Drei Männer stiegen die Treppe hinunter. Sano hörte, wie sie in dem Diebesgut wühlten, das sich im Lagerhaus stapelte. Nur einer der drei Männer kehrte mit einem Sakekrug zurück. Himmelsfeuer schien es nicht zu bemerken. Er nahm den Krug und trank. In Sano aber keimte die Hoffnung, dass sein Plan aufging und die beiden anderen Männer geflohen waren.
»Es wäre das Beste für Euch, wenn Ihr Euch ergebt«, sagte Sano.
»Habt Ihr den Verstand verloren?« Himmelsfeuer wischte sich mit dem Ärmel über den Mund und starrte Sano an. »Der Shōgun wird mich hinrichten lassen, weil ich seinen kostbaren Erben erstochen habe.«
Sano sah aus den Augenwinkeln, dass zwei weitere Männer die Treppe hinunterstiegen. Himmelsfeuer öffnete ein Fenster, spähte hinaus und brummte: »Ich wünschte, Euer Gefolgsmann würde sich beeilen und mir endlich das Geld bringen.«
»Wir wären vielleicht monatelang auf der Flucht«, gab Sano zu bedenken. »Wie wollt Ihr es schaffen, Euch noch länger zu verstecken? Eine solche Gefangenschaft kann schlimmer sein als der Tod.«
»Ich gebe nicht auf!« Himmelsfeuer schleuderte den leeren Krug durch den Raum. Er zersplitterte im unteren Stockwerk des Lagerhauses. Wisterie zuckte zusammen. »Ich werde meinen Kopf so lange auf den Schultern tragen, wie es geht. Und wenn das Heer mich findet, werde ich so viele Soldaten töten, wie ich nur kann, bevor ich sterbe.«
Er drehte sich zu seinen vier restlichen Komplizen um. »Überzeugt euch davon, dass hier niemand eindringt.«
Die Männer eilten davon und ließen Sano, Himmelsfeuer und Wisterie allein zurück. Himmelsfeuer schritt ruhelos auf und ab. Als er am anderen Ende des Speichers angekommen war und ihnen den Rücken zuwandte, wechselte Sano einen raschen Blick mit Wisterie und signalisierte ihr, dass sie die Treppe hinunterlaufen sollte, bevor Himmelsfeuer wieder bei ihnen ankam oder durchschaute, was vor sich ging. Doch Wisterie runzelte verständnislos die Stirn: Es war ihr entgangen, dass die Ganoven das Weite gesucht hatten.

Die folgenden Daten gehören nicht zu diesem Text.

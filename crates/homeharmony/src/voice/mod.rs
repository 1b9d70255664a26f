//! Voice I/O
//!
//! Speech recognition and synthesis are external capabilities behind the
//! [`SpeechRecognizer`] and [`SpeechSynthesizer`] traits. The
//! [`VoiceAdapter`] owns the recognition session and feeds final transcripts
//! to the command interpreter.

mod adapter;
mod recognizer;
mod synthesizer;

pub use adapter::ListeningState;
pub use adapter::TranscriptOutcome;
pub use adapter::VoiceAdapter;
pub use adapter::VoiceHandle;
pub use adapter::VoiceStatus;
pub use adapter::INITIAL_TRANSCRIPT;
pub use recognizer::LineRecognizer;
pub use recognizer::RecognitionEvent;
pub use recognizer::RecognitionOptions;
pub use recognizer::RecognizerFactory;
pub use recognizer::SpeechRecognizer;
pub use synthesizer::select_voice;
pub use synthesizer::ConsoleSynthesizer;
pub use synthesizer::SpeechOutput;
pub use synthesizer::SpeechSynthesizer;
pub use synthesizer::Utterance;
pub use synthesizer::Voice;

#[cfg(test)]
pub(crate) use adapter::tests as tests_support;

#[derive(Debug, thiserror::Error)]
pub enum VoiceError {
    #[error("speech recognition unavailable: {0}")]
    RecognitionUnavailable(String),

    #[error("speech synthesis failed: {0}")]
    Synthesis(String),

    #[error("voice adapter is not running")]
    AdapterClosed,
}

Plötzlich drang das laute Pochen von Pferdehufen zu ihnen herauf. Bestürzt erkannte Sano, dass Himmelsfeuers Komplizen gewartet hatten, bis alle unten angekommen waren, und nun gemeinsam die Flucht ergriffen.
Himmelsfeuer hob die Augenbrauen. »He, was geht hier vor?« Er eilte zum Rand des Speichers und starrte in das leere Lagerhaus. Sano hörte den Hufschlag der davongaloppierenden Pferde. »Diese Feiglinge haben mich im Stich gelassen!«, brüllte Himmelsfeuer, außer sich vor Wut.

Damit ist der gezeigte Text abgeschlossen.